● Description of the task: Your task is to copy every line of the entries that contains "return".

● Given data:
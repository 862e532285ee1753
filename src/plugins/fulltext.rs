use async_trait::async_trait;
use html_escape::encode_text;
use scraper::{Html, Selector};
use tracing::{debug, info, warn};
use url::Url;

use crate::app::{GleanerError, Result};
use crate::domain::{Document, ExtractedArticle, RenderDirectives, ScrapeRequest};
use crate::fetcher::{mime_of, HttpResponse};
use crate::plugins::{DocumentPlugin, PluginContext, PluginOutcome};

const BLACKLIST: &[&str] = &["https://twitter.com", "https://www.imdb.com", "https://www.google."];

pub fn is_blacklisted(url: &str) -> bool {
    BLACKLIST.iter().any(|prefix| url.starts_with(prefix))
}

/// Replaces a document's content with the full article behind its URL.
pub struct FulltextPlugin;

impl FulltextPlugin {
    pub const ID: &'static str = "fulltext";

    async fn fetch(&self, ctx: &PluginContext<'_>, url: &str) -> Result<HttpResponse> {
        let mut options = ctx.engine.fetch_options(ctx.owner);
        options.allowed_content_types.push("application/pdf".to_string());
        ctx.engine.fetcher().fetch(url, &options).await
    }

    async fn render(&self, ctx: &PluginContext<'_>, url: &str) -> Result<HttpResponse> {
        let request = ScrapeRequest::new(url).rendered(RenderDirectives::default());
        let response = ctx.engine.scrape_for(ctx.corr_id, ctx.owner, &request).await?;
        if response.failed {
            return Err(GleanerError::FetchFailed(
                response
                    .error_message
                    .unwrap_or_else(|| format!("render of {} failed", url)),
            ));
        }
        let markup = response
            .root_element()
            .and_then(|e| e.markup())
            .unwrap_or_default()
            .to_string();
        Ok(HttpResponse {
            url: response.url,
            status: 200,
            content_type: Some("text/html".to_string()),
            body: markup.into_bytes(),
            cache_key: String::new(),
            elapsed: Default::default(),
        })
    }

    fn extract(&self, ctx: &PluginContext<'_>, response: &HttpResponse) -> Result<ExtractedArticle> {
        let mime = response.mime().unwrap_or_else(|| "text/html".to_string());
        match mime.as_str() {
            "text/html" => {
                debug!(corr_id = ctx.corr_id, url = %response.url, "Extracting from markup");
                Ok(ctx.engine.readability().extract_html(&response.body_text(), &response.url))
            }
            "text/plain" => {
                debug!(corr_id = ctx.corr_id, url = %response.url, "Extracting from text");
                Ok(ExtractedArticle {
                    url: response.url.clone(),
                    content_text: response.body_text().trim().to_string(),
                    content_mime: "text/plain".to_string(),
                    ..Default::default()
                })
            }
            "application/pdf" => {
                debug!(corr_id = ctx.corr_id, url = %response.url, "Extracting from pdf");
                let text = pdf_extract::extract_text_from_mem(&response.body)
                    .map_err(|e| GleanerError::plugin(Self::ID, format!("unreadable pdf: {}", e)))?;
                Ok(ctx.engine.readability().extract_html(&text_to_html(&text), &response.url))
            }
            other => {
                warn!(corr_id = ctx.corr_id, url = %response.url, "Cannot extract article from {}", other);
                Err(GleanerError::plugin(
                    Self::ID,
                    format!("unsupported content type {} for extraction", other),
                ))
            }
        }
    }
}

/// Paragraphs separated by blank lines become `<p>` elements.
fn text_to_html(text: &str) -> String {
    let paragraphs: Vec<String> = text
        .split("\n\n")
        .map(str::trim)
        .filter(|p| !p.is_empty())
        .map(|p| format!("<p>{}</p>", encode_text(p)))
        .collect();
    format!("<html><body><article>{}</article></body></html>", paragraphs.join("\n"))
}

fn has_noscript(body: &str) -> bool {
    Selector::parse("noscript")
        .map(|selector| Html::parse_document(body).select(&selector).next().is_some())
        .unwrap_or(false)
}

fn apply(document: &mut Document, article: ExtractedArticle, final_url: &str) {
    if let Some(title) = article.title.filter(|t| !t.trim().is_empty()) {
        document.title = Some(title);
    }
    let content = article.content.trim();
    if !content.is_empty() {
        document.content_raw = Some(content.to_string());
        document.content_raw_mime = Some(article.content_mime.clone());
    }
    if let Some(image_url) = article.image_url.filter(|u| !u.trim().is_empty()) {
        document.image_url = Some(image_url);
    }
    let text = article.content_text.trim();
    document.content_text = if text.is_empty() {
        None
    } else {
        Some(text.to_string())
    };
    if final_url != document.url {
        document.alias_url = Some(final_url.to_string());
    }
}

#[async_trait]
impl DocumentPlugin for FulltextPlugin {
    fn id(&self) -> &'static str {
        Self::ID
    }

    async fn process(
        &self,
        ctx: &PluginContext<'_>,
        document: &mut Document,
        _params: &serde_json::Value,
    ) -> Result<PluginOutcome> {
        let url = document.url.clone();
        if Url::parse(&url).is_err() {
            return Err(GleanerError::HarvestAborted(format!("illegal url {}", url)));
        }
        if is_blacklisted(&url) {
            return Err(GleanerError::HarvestAborted(format!("blacklisted {}", url)));
        }

        let announced = ctx
            .engine
            .fetcher()
            .probe_content_type(&url, ctx.engine.timeout_for(ctx.owner))
            .await
            .ok()
            .flatten()
            .map(|ct| mime_of(&ct));
        let can_prerender = matches!(announced.as_deref(), Some("text/html") | Some("text/plain"));

        let mut response = self.fetch(ctx, &url).await?;
        if can_prerender && has_noscript(&response.body_text()) {
            info!(corr_id = ctx.corr_id, url = %url, "Prerendering, found noscript tag");
            response = self.render(ctx, &url).await?;
        }

        let article = self.extract(ctx, &response)?;
        apply(document, article, &response.url);
        Ok(PluginOutcome::Keep)
    }
}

● Result for this task:
            return Err(GleanerError::FetchFailed(
            return Err(GleanerError::HarvestAborted(format!("illegal url {}", url)));
            return Err(GleanerError::HarvestAborted(format!("blacklisted {}", url)));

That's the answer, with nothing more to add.